» **DATA FOR PROCESSING**:
use crate::config::Config;
use crate::display::{display_details, display_fill, display_stats, display_summary};
use crate::loaders::Loader;
use crate::matcher::Matcher;
use crate::report::Report;
use clap::{ArgAction, Parser};
use eyre::WrapErr;
use rand::SeedableRng;
use rand::rngs::StdRng;
use std::path::PathBuf;
use tracing::info;
use tracing_subscriber::EnvFilter;

mod checks;
mod config;
mod display;
mod loaders;
mod matcher;
mod model;
mod remap;
mod report;
mod stats;

#[derive(Parser)]
#[command(version, about)]
struct Args {
    /// Use FILE instead of matcher.toml
    #[arg(short, long, value_name = "FILE", default_value = "matcher.toml")]
    config: PathBuf,
    /// Do not write back the schedule
    #[arg(short = 'n', long)]
    dry_run: bool,
    /// Set verbosity level
    #[arg(short, action = ArgAction::Count)]
    verbose: u8,
    /// Seed the random generator, overriding the configuration file
    #[arg(long)]
    seed: Option<u64>,
    /// Display the attendees of every workshop
    #[arg(long)]
    details: bool,
}

fn init_logging(verbose: u8) {
    let level = match verbose {
        0 => "error",
        1 => "warn",
        2 => "info",
        3 => "debug",
        _ => "trace",
    };
    tracing_subscriber::fmt()
        .with_env_filter(
            EnvFilter::try_from_default_env()
                .unwrap_or_else(|_| EnvFilter::new(format!("workshop_matcher={level}"))),
        )
        .with_writer(std::io::stderr)
        .init();
}

#[tokio::main]
async fn main() -> eyre::Result<()> {
    color_eyre::install()?;
    let args = Args::parse();
    init_logging(args.verbose);
    let mut config = Config::load(&args.config)?;
    if args.seed.is_some() {
        config.matcher.seed = args.seed;
    }
    let mut loader = Loader::new(&config.loader).await?;
    let roster = loader.load().await?;
    let rng = match config.matcher.seed {
        Some(seed) => {
            info!(seed, "Using fixed random seed");
            StdRng::seed_from_u64(seed)
        }
        None => StdRng::from_os_rng(),
    };
    let mut matcher = Matcher::new(config.matcher, rng);
    let remapping = remap::register(&roster, &mut matcher)?;
    matcher.run().wrap_err("cannot match students to workshops")?;
    checks::ensure_consistent(&matcher)?;
    checks::check_session_balance(&matcher);
    let report = Report::new(&matcher, &remapping);
    if args.dry_run {
        info!("Dry run, schedule not saved");
    } else {
        loader.save(&report).await?;
    }
    if args.details {
        display_details(&matcher);
    }
    display_fill(&matcher);
    display_stats(&matcher);
    display_summary(&report);
    Ok(())
}
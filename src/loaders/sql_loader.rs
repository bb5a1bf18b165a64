#![allow(clippy::cast_sign_loss)]

use super::{PreassignedRecord, ResponseRecord, Roster, WorkshopRecord};
use crate::report::Report;
use eyre::{Result, WrapErr, bail, ensure};
use sqlx::any::{AnyConnectOptions, AnyRow};
use sqlx::{AnyConnection, Connection, Row};
use std::collections::BTreeMap;
use std::str::FromStr;
use tracing::{info, trace};

/// Loads the roster from a database and saves the schedule into it.
///
/// Expected tables are `workshops(id, name, capacity, location)`,
/// `students(id, first_name, last_name, grade)`,
/// `preferences(student_id, workshop_id, preference_rank)`,
/// `preassignments(student_id, workshop_id, session)` and
/// `schedule(student_id, session, workshop_id)`. Sessions are numbered
/// from 1.
pub struct SqlLoader {
    conn: AnyConnection,
}

struct Student {
    id: i64,
    first_name: String,
    last_name: String,
    grade: Option<String>,
}

impl SqlLoader {
    pub async fn new(url: &str) -> Result<SqlLoader> {
        sqlx::any::install_default_drivers();
        let options = AnyConnectOptions::from_str(url)
            .wrap_err_with(|| format!("invalid database url {url}"))?;
        Ok(SqlLoader {
            conn: AnyConnection::connect_with(&options)
                .await
                .wrap_err("cannot connect to database")?,
        })
    }

    pub async fn load(&mut self) -> Result<Roster> {
        let workshops = self
            .load_workshops()
            .await
            .wrap_err("cannot load workshops")?;
        let students = self
            .load_students()
            .await
            .wrap_err("cannot load students")?;
        let mut preferences = self
            .load_preferences()
            .await
            .wrap_err("cannot load preferences")?;
        let preassignments = self
            .load_preassignments()
            .await
            .wrap_err("cannot load pre-assignments")?;
        preferences.sort_by_key(|&(student, _, rank)| (student, rank));

        let mut imposed: BTreeMap<i64, Vec<Option<i64>>> = BTreeMap::new();
        for (student, workshop, session) in preassignments {
            ensure!(
                session >= 1,
                "invalid session {session} for pre-assigned student {student}"
            );
            let sessions = imposed.entry(student).or_default();
            let slot = session as usize - 1;
            if sessions.len() <= slot {
                sessions.resize(slot + 1, None);
            }
            sessions[slot] = Some(workshop);
        }

        let mut roster = Roster {
            workshops,
            ..Roster::default()
        };
        for student in students {
            if let Some(sessions) = imposed.remove(&student.id) {
                trace!(student = student.id, ?sessions, "Pre-assigned student");
                roster.preassigned.push(PreassignedRecord {
                    source_id: student.id,
                    first_name: student.first_name,
                    last_name: student.last_name,
                    grade: student.grade,
                    sessions,
                });
            } else {
                roster.responses.push(ResponseRecord {
                    source_id: student.id,
                    first_name: student.first_name,
                    last_name: student.last_name,
                    grade: student.grade,
                    preferences: preferences
                        .iter()
                        .filter(|&&(s, _, _)| s == student.id)
                        .map(|&(_, w, _)| w)
                        .collect(),
                });
            }
        }
        if let Some(&student) = imposed.keys().next() {
            bail!("pre-assignment refers to unknown student {student}");
        }
        info!(
            workshops = roster.workshops.len(),
            responses = roster.responses.len(),
            preassigned = roster.preassigned.len(),
            "Loaded database"
        );
        Ok(roster)
    }

    async fn load_workshops(&mut self) -> Result<Vec<WorkshopRecord>> {
        Ok(
            sqlx::query("SELECT id, name, capacity, location FROM workshops ORDER BY id")
                .try_map(|row: AnyRow| {
                    Ok(WorkshopRecord {
                        source_id: i64::from(row.try_get::<i32, _>("id")?),
                        name: row.try_get("name")?,
                        capacity: row.try_get::<i32, _>("capacity")?.max(0) as u32,
                        location: row.try_get("location")?,
                    })
                })
                .fetch_all(&mut self.conn)
                .await?,
        )
    }

    async fn load_students(&mut self) -> Result<Vec<Student>> {
        Ok(
            sqlx::query("SELECT id, first_name, last_name, grade FROM students ORDER BY id")
                .try_map(|row: AnyRow| {
                    Ok(Student {
                        id: i64::from(row.try_get::<i32, _>("id")?),
                        first_name: row.try_get("first_name")?,
                        last_name: row.try_get("last_name")?,
                        grade: row.try_get("grade")?,
                    })
                })
                .fetch_all(&mut self.conn)
                .await?,
        )
    }

    async fn load_preferences(&mut self) -> Result<Vec<(i64, i64, i32)>> {
        Ok(
            sqlx::query("SELECT student_id, workshop_id, preference_rank FROM preferences")
                .try_map(|row: AnyRow| {
                    Ok((
                        i64::from(row.try_get::<i32, _>("student_id")?),
                        i64::from(row.try_get::<i32, _>("workshop_id")?),
                        row.try_get::<i32, _>("preference_rank")?,
                    ))
                })
                .fetch_all(&mut self.conn)
                .await?,
        )
    }

    async fn load_preassignments(&mut self) -> Result<Vec<(i64, i64, i32)>> {
        Ok(
            sqlx::query("SELECT student_id, workshop_id, session FROM preassignments")
                .try_map(|row: AnyRow| {
                    Ok((
                        i64::from(row.try_get::<i32, _>("student_id")?),
                        i64::from(row.try_get::<i32, _>("workshop_id")?),
                        row.try_get::<i32, _>("session")?,
                    ))
                })
                .fetch_all(&mut self.conn)
                .await?,
        )
    }

    /// Replace the content of the `schedule` table in a single transaction.
    pub async fn save(&mut self, report: &Report) -> Result<()> {
        let mut trans = self.conn.begin().await?;
        sqlx::query("DELETE FROM schedule")
            .execute(&mut *trans)
            .await
            .wrap_err("cannot clear previous schedule")?;
        let mut rows = 0;
        for entry in &report.schedule {
            for (slot, workshop) in entry.slots.iter().enumerate() {
                let Some(workshop) = workshop else {
                    continue;
                };
                sqlx::query("INSERT INTO schedule (student_id, session, workshop_id) VALUES (?, ?, ?)")
                    .bind(entry.student_source)
                    .bind(slot as i64 + 1)
                    .bind(workshop.workshop_source)
                    .execute(&mut *trans)
                    .await
                    .wrap_err("cannot save schedule")?;
                rows += 1;
            }
        }
        trans
            .commit()
            .await
            .wrap_err("error when committing transaction")?;
        info!(rows, "Schedule saved");
        Ok(())
    }
}
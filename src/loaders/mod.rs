use crate::config::LoaderConfig;
use crate::report::Report;
use eyre::Result;

pub use self::csv_loader::CsvLoader;
pub use self::sql_loader::SqlLoader;

mod csv_loader;
mod sql_loader;

/// A workshop as described by the data source. `source_id` is the
/// identifier used by the source, which preferences refer to.
#[derive(Clone, Debug, PartialEq, Eq)]
pub struct WorkshopRecord {
    pub source_id: i64,
    pub name: String,
    pub capacity: u32,
    pub location: Option<String>,
}

/// A student and their preferences, most preferred first.
#[derive(Clone, Debug, PartialEq, Eq)]
pub struct ResponseRecord {
    pub source_id: i64,
    pub first_name: String,
    pub last_name: String,
    pub grade: Option<String>,
    pub preferences: Vec<i64>,
}

/// A student whose workshop at each time slot is imposed.
#[derive(Clone, Debug, PartialEq, Eq)]
pub struct PreassignedRecord {
    pub source_id: i64,
    pub first_name: String,
    pub last_name: String,
    pub grade: Option<String>,
    pub sessions: Vec<Option<i64>>,
}

#[derive(Clone, Debug, Default)]
pub struct Roster {
    pub workshops: Vec<WorkshopRecord>,
    pub responses: Vec<ResponseRecord>,
    pub preassigned: Vec<PreassignedRecord>,
}

pub enum Loader {
    Csv(CsvLoader),
    Database(SqlLoader),
}

impl Loader {
    pub async fn new(config: &LoaderConfig) -> Result<Loader> {
        Ok(match config {
            LoaderConfig::Csv(csv) => Loader::Csv(CsvLoader::new(csv.clone())),
            LoaderConfig::Database(db) => Loader::Database(SqlLoader::new(&db.url).await?),
        })
    }

    pub async fn load(&mut self) -> Result<Roster> {
        match self {
            Loader::Csv(loader) => loader.load(),
            Loader::Database(loader) => loader.load().await,
        }
    }

    pub async fn save(&mut self, report: &Report) -> Result<()> {
        match self {
            Loader::Csv(loader) => loader.save(report),
            Loader::Database(loader) => loader.save(report).await,
        }
    }
}
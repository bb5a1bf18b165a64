use super::{MatchError, StudentId};

// Absorbs representation error so that 10 × 0.7 yields 7.
const FILL_EPSILON: f64 = 1e-9;

/// Minimum number of students required for `capacity` seats to be viable.
pub fn minimum_fill(capacity: u32, fill_ratio: f64) -> u32 {
    (f64::from(capacity) * fill_ratio + FILL_EPSILON).floor() as u32
}

/// One time slot of a workshop. The session index is also the time slot
/// index in the students' schedules.
#[derive(Clone, Debug)]
pub struct Session {
    workshop: u32,
    slot: usize,
    capacity: u32,
    minimum_fill: u32,
    students: Vec<StudentId>,
}

impl Session {
    pub fn new(workshop: u32, slot: usize, capacity: u32, fill_ratio: f64) -> Session {
        Session {
            workshop,
            slot,
            capacity,
            minimum_fill: minimum_fill(capacity, fill_ratio),
            students: Vec::new(),
        }
    }

    pub fn slot(&self) -> usize {
        self.slot
    }

    pub fn capacity(&self) -> u32 {
        self.capacity
    }

    pub fn minimum_fill(&self) -> u32 {
        self.minimum_fill
    }

    pub fn slots_filled(&self) -> u32 {
        self.students.len() as u32
    }

    pub fn students(&self) -> &[StudentId] {
        &self.students
    }

    pub fn is_full(&self) -> bool {
        self.slots_filled() >= self.capacity
    }

    pub fn has_reached_quorum(&self) -> bool {
        self.slots_filled() >= self.minimum_fill
    }

    pub fn add_student(&mut self, student: StudentId) -> Result<(), MatchError> {
        if self.is_full() {
            return Err(MatchError::CapacityExceeded {
                workshop: self.workshop,
                session: self.slot,
                capacity: self.capacity,
            });
        }
        self.students.push(student);
        Ok(())
    }

    /// Remove a student from the session, returning `false` if they were
    /// not attending it.
    pub fn remove_student(&mut self, student: StudentId) -> bool {
        if let Some(pos) = self.students.iter().position(|&s| s == student) {
            self.students.remove(pos);
            true
        } else {
            false
        }
    }
}
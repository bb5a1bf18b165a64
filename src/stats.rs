use crate::matcher::Matcher;

/// Number of assignments made at every preference rank, followed by the
/// number of assignments to workshops the student did not list. Trailing
/// empty ranks are dropped. Pre-assigned students are not counted.
pub fn statistics<R>(m: &Matcher<R>) -> (Vec<usize>, usize) {
    let mut ranks = vec![0; m.max_rank()];
    let mut unpreferred = 0;
    for student in m.students().iter().filter(|s| !s.is_preassigned()) {
        for &workshop in student.assigned().iter().flatten() {
            match student.rank_of(workshop) {
                Some(rank) => ranks[rank] += 1,
                None => unpreferred += 1,
            }
        }
    }
    let latest = ranks.iter().rposition(|&n| n != 0).map_or(0, |n| n + 1);
    ranks.truncate(latest);
    (ranks, unpreferred)
}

» **WORK TO COMPLETE**: In the records, find every line that has the string "info" and copy it.

» **REPLY**:
use tracing::info;
        2 => "info",
            info!(seed, "Using fixed random seed");
        info!("Dry run, schedule not saved");
use tracing::{info, trace};
        info!(
        info!(rows, "Schedule saved");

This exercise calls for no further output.